Jamie Stern-Weiner, İsrail-Filistin çatışmasında uzman isimlerden olan Mouin Rabbani ve Norman Finkelstein ile İsrail’in Gazze kuşatmasının birinci ayında, savaşın altında yatan siyasi dinamikleri konuştu. Rabbani ve Finkelstein, Biden yönetiminin, İsrail’in Gazze’yi yok etmesine verdiği desteğin yalnızca İsrail’e verdiği stratejik destekten değil, Hamas’ın 7 Ekim saldırılarının aynı zamanda ABD'nin bölgedeki hegemonyasına yönelik bir saldırı olduğu algısından kaynaklandığını savunuyor.

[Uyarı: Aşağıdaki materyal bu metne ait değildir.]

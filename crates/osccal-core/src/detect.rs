//! Lock detection on the sampled MISO stream
//!
//! While the training clock is shifted out, DI is sampled once per bit.
//! The calibration firmware keeps MISO high while it works and, once OSCCAL
//! is trimmed, toggles it with every clock period it counts. Since each
//! clock period spans two training bits, a locked target shows edges every
//! one or two samples. The first edge is allowed any lead-in; after it a
//! level held for more than [`MAX_RUN_LENGTH`] samples means the target's
//! idea of the clock is off and the run is rejected.

/// Longest run of equal samples allowed between edges once edges start
pub const MAX_RUN_LENGTH: u32 = 3;

/// Edges that must be seen to accept the lock signal
pub const REQUIRED_TRANSITIONS: u32 = 8;

/// Result of scanning a capture
#[derive(Debug, Clone, Copy, PartialEq, Eq)]
pub enum Outcome {
    /// The lock signal was seen
    Success,
    /// An edge arrived after too long a run
    DriftError {
        /// Index of the offending sample, counting MSB first from byte 0
        bit_offset: usize,
        /// Length of the run that ended at that sample
        run_length: u32,
    },
    /// The capture ended before enough edges were seen
    Incomplete {
        /// Edges seen before the capture ran out
        transitions_seen: u32,
    },
}

impl Outcome {
    /// Whether the target locked
    pub fn is_success(&self) -> bool {
        matches!(self, Outcome::Success)
    }
}

impl core::fmt::Display for Outcome {
    fn fmt(&self, f: &mut core::fmt::Formatter<'_>) -> core::fmt::Result {
        match self {
            Outcome::Success => write!(f, "target locked"),
            Outcome::DriftError {
                bit_offset,
                run_length,
            } => write!(
                f,
                "level held for {} samples before edge at sample {}",
                run_length, bit_offset
            ),
            Outcome::Incomplete { transitions_seen } => write!(
                f,
                "only {} of {} edges seen",
                transitions_seen, REQUIRED_TRANSITIONS
            ),
        }
    }
}

/// Scanner state, fed one byte at a time
#[derive(Debug, Clone, PartialEq, Eq)]
pub struct Detector {
    expected_level: bool,
    run_length: u32,
    transitions_seen: u32,
    bits_consumed: usize,
}

impl Default for Detector {
    fn default() -> Self {
        Self::new()
    }
}

impl Detector {
    /// Fresh state: MISO is expected idle-high
    pub fn new() -> Self {
        Detector {
            expected_level: true,
            run_length: 0,
            transitions_seen: 0,
            bits_consumed: 0,
        }
    }

    /// Edges counted so far
    pub fn transitions_seen(&self) -> u32 {
        self.transitions_seen
    }

    /// Samples since the last edge (or since the start)
    pub fn run_length(&self) -> u32 {
        self.run_length
    }

    /// Level the current run is at
    pub fn expected_level(&self) -> bool {
        self.expected_level
    }

    /// Consume one captured byte, MSB first
    ///
    /// Returns a verdict as soon as one is reached; the rest of the byte is
    /// not looked at.
    pub fn feed(&mut self, byte: u8) -> Option<Outcome> {
        // No edge is possible inside a byte that matches the current level
        if (byte == 0xFF && self.expected_level) || (byte == 0x00 && !self.expected_level) {
            self.run_length = self.run_length.saturating_add(8);
            self.bits_consumed = self.bits_consumed.saturating_add(8);
            return None;
        }

        for bit in (0..8).rev() {
            let level = (byte >> bit) & 1 == 1;
            let offset = self.bits_consumed;
            self.bits_consumed = self.bits_consumed.saturating_add(1);

            if level == self.expected_level {
                self.run_length = self.run_length.saturating_add(1);
                continue;
            }

            if self.transitions_seen != 0 && self.run_length > MAX_RUN_LENGTH {
                return Some(Outcome::DriftError {
                    bit_offset: offset,
                    run_length: self.run_length,
                });
            }

            self.transitions_seen += 1;
            self.run_length = 1;
            self.expected_level = level;

            if self.transitions_seen == REQUIRED_TRANSITIONS {
                return Some(Outcome::Success);
            }
        }

        None
    }

    /// Verdict once the capture is exhausted without an early result
    pub fn finish(&self) -> Outcome {
        Outcome::Incomplete {
            transitions_seen: self.transitions_seen,
        }
    }
}

/// Scan a whole capture
pub fn detect(bits: &[u8]) -> Outcome {
    let mut detector = Detector::new();
    for &byte in bits {
        if let Some(outcome) = detector.feed(byte) {
            log::debug!(
                "Detector verdict after {} samples: {}",
                detector.bits_consumed,
                outcome
            );
            return outcome;
        }
    }
    detector.finish()
}

#[cfg(test)]
mod tests {
    use super::*;
    use alloc::vec;
    use alloc::vec::Vec;

    const CAPTURE_LEN: usize = 4000;

    /// Pack MSB-first samples into bytes, padding the tail with `pad`
    fn pack(levels: &[bool], len: usize, pad: bool) -> Vec<u8> {
        let mut out = vec![if pad { 0xFF } else { 0x00 }; len];
        for (i, &level) in levels.iter().enumerate() {
            let mask = 0x80 >> (i % 8);
            if level {
                out[i / 8] |= mask;
            } else {
                out[i / 8] &= !mask;
            }
        }
        out
    }

    /// A run of `lead` highs followed by runs of the given lengths,
    /// alternating low/high
    fn waveform(lead: usize, runs: &[usize]) -> Vec<bool> {
        let mut levels = vec![true; lead];
        let mut level = false;
        for &run in runs {
            levels.extend(core::iter::repeat(level).take(run));
            level = !level;
        }
        levels
    }

    #[test]
    fn test_clean_edges_succeed() {
        // 8 edges, every run between them at most 3 samples
        let levels = waveform(37, &[2, 1, 3, 2, 2, 1, 2, 2]);
        let capture = pack(&levels, CAPTURE_LEN, true);
        assert_eq!(detect(&capture), Outcome::Success);
    }

    #[test]
    fn test_long_run_is_drift() {
        // Same as above but the fourth run lasts 5 samples
        let levels = waveform(37, &[2, 1, 3, 5, 2, 1, 2, 2]);
        let capture = pack(&levels, CAPTURE_LEN, true);

        // Edge that ends the 5-sample run: 37 + 2 + 1 + 3 + 5
        assert_eq!(
            detect(&capture),
            Outcome::DriftError {
                bit_offset: 48,
                run_length: 5
            }
        );
    }

    #[test]
    fn test_scan_stops_at_drift() {
        let levels = waveform(37, &[2, 1, 3, 5, 2, 1, 2, 2]);
        let capture = pack(&levels, CAPTURE_LEN, true);

        let mut detector = Detector::new();
        let mut fed = 0;
        for &byte in &capture {
            fed += 1;
            if detector.feed(byte).is_some() {
                break;
            }
        }
        // Sample 48 lives in byte 6; nothing past it is consumed
        assert_eq!(fed, 7);
        assert_eq!(detector.transitions_seen(), 4);
    }

    #[test]
    fn test_all_high_is_incomplete() {
        let capture = vec![0xFF; CAPTURE_LEN];
        assert_eq!(
            detect(&capture),
            Outcome::Incomplete {
                transitions_seen: 0
            }
        );
    }

    #[test]
    fn test_failed_firmware_drops_low_once() {
        // Firmware that gives up clears MISO and keeps it there
        let mut capture = vec![0xFF; 100];
        capture.extend(vec![0x00; CAPTURE_LEN - 100]);
        assert_eq!(
            detect(&capture),
            Outcome::Incomplete {
                transitions_seen: 1
            }
        );
    }

    #[test]
    fn test_first_edge_ignores_lead_in() {
        // A long idle-high run before the first edge is the settling time
        let mut capture = vec![0xFF; 1000];
        capture.extend(vec![0xCC; 10]);
        assert_eq!(detect(&capture), Outcome::Success);
    }

    #[test]
    fn test_success_is_immediate() {
        // 0xAA 0xAA: edges at samples 1..=7, the eighth at sample 8
        let mut detector = Detector::new();
        assert_eq!(detector.feed(0xAA), None);
        assert_eq!(detector.transitions_seen(), 7);
        assert_eq!(detector.feed(0xAA), Some(Outcome::Success));
        assert_eq!(detector.transitions_seen(), 8);
    }

    #[test]
    fn test_run_of_three_is_tolerated() {
        // 111 000 111 000 ... with every run exactly 3 samples
        let levels = waveform(3, &[3, 3, 3, 3, 3, 3, 3, 3]);
        let capture = pack(&levels, 64, false);
        assert_eq!(detect(&capture), Outcome::Success);

        let levels = waveform(3, &[3, 4, 3]);
        let capture = pack(&levels, 64, true);
        assert!(matches!(
            detect(&capture),
            Outcome::DriftError { run_length: 4, .. }
        ));
    }

    #[test]
    fn test_fast_path_matches_bitwise() {
        // A uniform byte at the wrong level must still be inspected bit by bit
        let mut detector = Detector::new();
        assert_eq!(detector.feed(0x00), None);
        assert_eq!(detector.transitions_seen(), 1);
        assert!(!detector.expected_level());
        assert_eq!(detector.run_length(), 8);

        assert_eq!(detector.feed(0x00), None);
        assert_eq!(detector.run_length(), 16);

        assert_eq!(
            detector.feed(0xFF),
            Some(Outcome::DriftError {
                bit_offset: 16,
                run_length: 16
            })
        );
    }

    #[test]
    fn test_long_run_saturates() {
        let mut detector = Detector::new();
        assert_eq!(detector.feed(0x00), None);
        detector.run_length = u32::MAX - 4;

        assert_eq!(detector.feed(0x00), None);
        assert_eq!(detector.run_length(), u32::MAX);

        assert_eq!(
            detector.feed(0x01),
            Some(Outcome::DriftError {
                bit_offset: 23,
                run_length: u32::MAX
            })
        );
    }

    #[test]
    fn test_empty_capture() {
        assert_eq!(
            detect(&[]),
            Outcome::Incomplete {
                transitions_seen: 0
            }
        );
    }
}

- 7 Ekim’den bu yana her ikiniz de İsrail’in Gazze’ye yönelik saldırısının kapsamını belirleyen üç kritik faktör tespit ettiniz. Birincisi, İsrail’in askeri kayıplar nedeniyle geniş çaplı bir kara harekâtına girişme konusundaki geleneksel isteksizliği. İkincisi, Hizbullah’ın müdahale tehdidi. Üçüncüsü, ateşkes için uluslararası ve özellikle de ABD baskısının düzeyi. Şimdi bu faktörlerin her biriyle ilgili olarak durumun ne olduğunu inceleyelim.
İsrail kara
birlikleri Gazze’ye sınırlı saldırılarda bulundu ve kuzey bölgesini güneyden
ikiye böldüğü bildirildi. Ancak toprak işgalini amaçlayan geniş çaplı bir işgal
henüz başlatılmadı. Böyle bir şey görme ihtimalimiz var mı?
Muin Rabbani (MR):
Bu kesinlikle mümkün ancak benim görüşüm en başından beri İsrail’in kapsamlı
bir kara işgalinden kaçınacağı yönünde. Daha önceki çatışmalarda İsrail ordusu,
çok etkili bir ölüm makinesi olmasına rağmen, özellikle kara savaşı söz konusu
olduğunda, bir savaş gücü olarak çok daha az etkili olduğunu gösterdi. Bunun
kanıtlarını sadece Gazze Şeridi’nde değil, Lübnan’da ve hatta bir dereceye
kadar Batı Şeria’da da gördük; İsrail'in çok mütevazı silahlara sahip
Filistinli mülteci kamplarına, kasabalara ve şehirlere defalarca düzenlediği
saldırılar buralarda faaliyet gösteren milisleri ortadan kaldırmakta başarısız
oldu.
Şu anda Gazze'de, bazı askeri analistlerin Orta Doğu
tarihindeki en yoğun bombardıman kampanyası olarak tanımladıkları tam bir aya tanık
olduk. İsrail ne yapıyor? Tüm mahalleleri yerle bir ediyor, sivil altyapıyı
sistematik olarak tahrip ediyor, bir ortaçağ kuşatması uyguluyor, kısacası
öncelikle sivil nüfusu hedef alarak tüm bir topluma saldırıyor. Gerçekten de
İsrail basınında çıkan haberlere bakılırsa İsrail şu ana kadar Gazze'de
Filistinli saha komutanlarından daha fazla Birleşmiş Milletler personeli
öldürdü.
Bu bana, askeri hedefler doğrultusunda yürütülen bir askeri
harekât gibi görünmüyor. Bu, İsrail’in 7 Ekim saldırıları için Filistinlilerden
dayanılmaz bir bedel alma hedefini tatmin etmek için bütün bir topluma ağır bir
kitlesel ceza verme seferi gibi görünüyor. Dolayısıyla bu yıkımı kapsamlı bir
kara harekâtının başlangıcı olarak değil, bir alternatifi olarak görüyorum.
Norman G. Finkelstein
(NGF): İsrail’in Gazze’deki soykırım kampanyasının üç bileşeni var. Bence
hafife alınmaması gereken birincisi, saf intikamcı kana susamışlıktır.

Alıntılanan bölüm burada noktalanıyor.